SEA OTTER Research
Sea otters (Enhydra lutris) have had a long history of federal protection dating back to 1911 when they were hunted to near extinction—the International Fur Seal Treaty was one of the earliest forms of legislation protecting marine mammals. Despite subsequent federal protection under the Marine Mammal Protection Act and the Endangered Species Act, southern and northern sea otters continue to be a threatened species. Most recently, the northern population (Enhydra lutris kenyoni) located in southwest Alaska was listed as threatened in 2005. Since the 1990's northern sea otters have undergone one of the worst population declines of carnivorous mammals in recorded history—and the Alaska SeaLife Center (ASLC) is trying to find out why.
In 2003, the ASLC was awarded congressional appropriations to initiate a dedicated Sea Otter Research Program. Under the direction of Dr. James Estes, one of the world’s experts on sea otters, the ASLC has been examining why northern sea otter populations have declined precipitously, and moreover, how to aid in the recovery efforts of this species.

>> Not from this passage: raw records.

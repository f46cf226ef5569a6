//! Declarative destination fixups
//!
//! Source layers carry known-bad rows (stale prices, mistyped basis quotes,
//! rows from a different survey). Fixes are expressed as data:
//!
//! ```json
//! [
//!   {"when": {"name_equals": "ADM Burr Elevator"}, "field": "october_price", "set": 3.19},
//!   {"when": {"city_equals": "Marshall"}, "field": "spot_price", "set": null}
//! ]
//! ```
//!
//! Rules run once, in order, right after ingestion.

use crate::{DestinationPoint, MatcherError, Result, UNKNOWN_CITY};
use serde::{Deserialize, Serialize};
use serde_json::Value;
use std::fs::File;
use std::io::BufReader;
use std::path::Path;
use tracing::{debug, info};

/// Destination attribute a rule can read or overwrite
#[derive(Debug, Clone, Copy, PartialEq, Eq, Serialize, Deserialize)]
#[serde(rename_all = "snake_case")]
pub enum DestinationField {
    Name,
    City,
    Type,
    SpotPrice,
    SpotBasis,
    OctoberPrice,
    OctoberBasis,
}

/// Which destinations a rule applies to
#[derive(Debug, Clone, PartialEq, Serialize, Deserialize)]
#[serde(rename_all = "snake_case")]
pub enum Predicate {
    Always,
    NameEquals(String),
    CityEquals(String),
    FieldEquals { field: DestinationField, value: Value },
}

#[derive(Debug, Clone, PartialEq, Serialize, Deserialize)]
pub struct NormalizationRule {
    pub when: Predicate,
    pub field: DestinationField,
    /// Replacement value; `null` clears nullable fields
    pub set: Value,
}

impl DestinationField {
    /// Current value as JSON, for comparisons
    fn get(&self, d: &DestinationPoint) -> Value {
        match self {
            Self::Name => Value::from(d.name.as_str()),
            Self::City => Value::from(d.city.as_str()),
            Self::Type => Value::from(d.kind.as_str()),
            Self::SpotPrice => d.spot_price.map(Value::from).unwrap_or(Value::Null),
            Self::SpotBasis => d.spot_basis.as_deref().map(Value::from).unwrap_or(Value::Null),
            Self::OctoberPrice => d.october_price.map(Value::from).unwrap_or(Value::Null),
            Self::OctoberBasis => d.october_basis.as_deref().map(Value::from).unwrap_or(Value::Null),
        }
    }

    fn set(&self, d: &mut DestinationPoint, value: &Value) -> Result<()> {
        match self {
            Self::Name => d.name = required_text(*self, value)?,
            Self::City => {
                d.city = match value {
                    Value::Null => UNKNOWN_CITY.to_string(),
                    _ => required_text(*self, value)?,
                }
            }
            Self::Type => d.kind = required_text(*self, value)?,
            Self::SpotPrice => d.spot_price = nullable_number(*self, value)?,
            Self::SpotBasis => d.spot_basis = nullable_basis(*self, value)?,
            Self::OctoberPrice => d.october_price = nullable_number(*self, value)?,
            Self::OctoberBasis => d.october_basis = nullable_basis(*self, value)?,
        }
        Ok(())
    }
}

fn required_text(field: DestinationField, value: &Value) -> Result<String> {
    value
        .as_str()
        .map(str::to_string)
        .ok_or_else(|| MatcherError::InvalidRule(format!("{:?} requires a string, got {}", field, value)))
}

fn nullable_number(field: DestinationField, value: &Value) -> Result<Option<f64>> {
    match value {
        Value::Null => Ok(None),
        Value::Number(n) => Ok(n.as_f64()),
        other => Err(MatcherError::InvalidRule(format!(
            "{:?} requires a number or null, got {}",
            field, other
        ))),
    }
}

fn nullable_basis(field: DestinationField, value: &Value) -> Result<Option<String>> {
    match value {
        Value::Null => Ok(None),
        Value::String(s) => Ok(Some(s.clone())),
        Value::Number(n) => Ok(Some(n.to_string())),
        other => Err(MatcherError::InvalidRule(format!(
            "{:?} requires a string, number or null, got {}",
            field, other
        ))),
    }
}

impl Predicate {
    pub fn matches(&self, d: &DestinationPoint) -> bool {
        match self {
            Predicate::Always => true,
            Predicate::NameEquals(name) => &d.name == name,
            Predicate::CityEquals(city) => &d.city == city,
            Predicate::FieldEquals { field, value } => match (field.get(d), value) {
                // 3 and 3.0 are the same price
                (Value::Number(a), Value::Number(b)) => a.as_f64() == b.as_f64(),
                (current, value) => &current == value,
            },
        }
    }
}

/// Load a rule list from a JSON file
pub fn load_rules(path: impl AsRef<Path>) -> Result<Vec<NormalizationRule>> {
    let path = path.as_ref();
    let file = File::open(path)?;
    let rules: Vec<NormalizationRule> = serde_json::from_reader(BufReader::new(file))?;
    info!("Loaded {} normalization rules from {:?}", rules.len(), path);
    Ok(rules)
}

/// Apply every rule to every matching destination. Returns the number of
/// field updates made.
pub fn apply_rules(destinations: &mut [DestinationPoint], rules: &[NormalizationRule]) -> Result<usize> {
    let mut applied = 0;

    for rule in rules {
        for destination in destinations.iter_mut() {
            if rule.when.matches(destination) {
                rule.field.set(destination, &rule.set)?;
                debug!(
                    "Set {:?} = {} on {}",
                    rule.field,
                    rule.set,
                    destination.display_name()
                );
                applied += 1;
            }
        }
    }

    info!("Applied {} normalization updates", applied);

    Ok(applied)
}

As funding became available, research expanded to include another subspecies of sea otter, E. l. lutris, which is commonly found along the Russian Commander and Kuril Island chains. Both the northern sea otter and E. l. lutris share similar biogeography and habitats, but E. l. lutris has not experienced population declines—in fact, the opposite. This population is experiencing population growth at or near carrying capacity.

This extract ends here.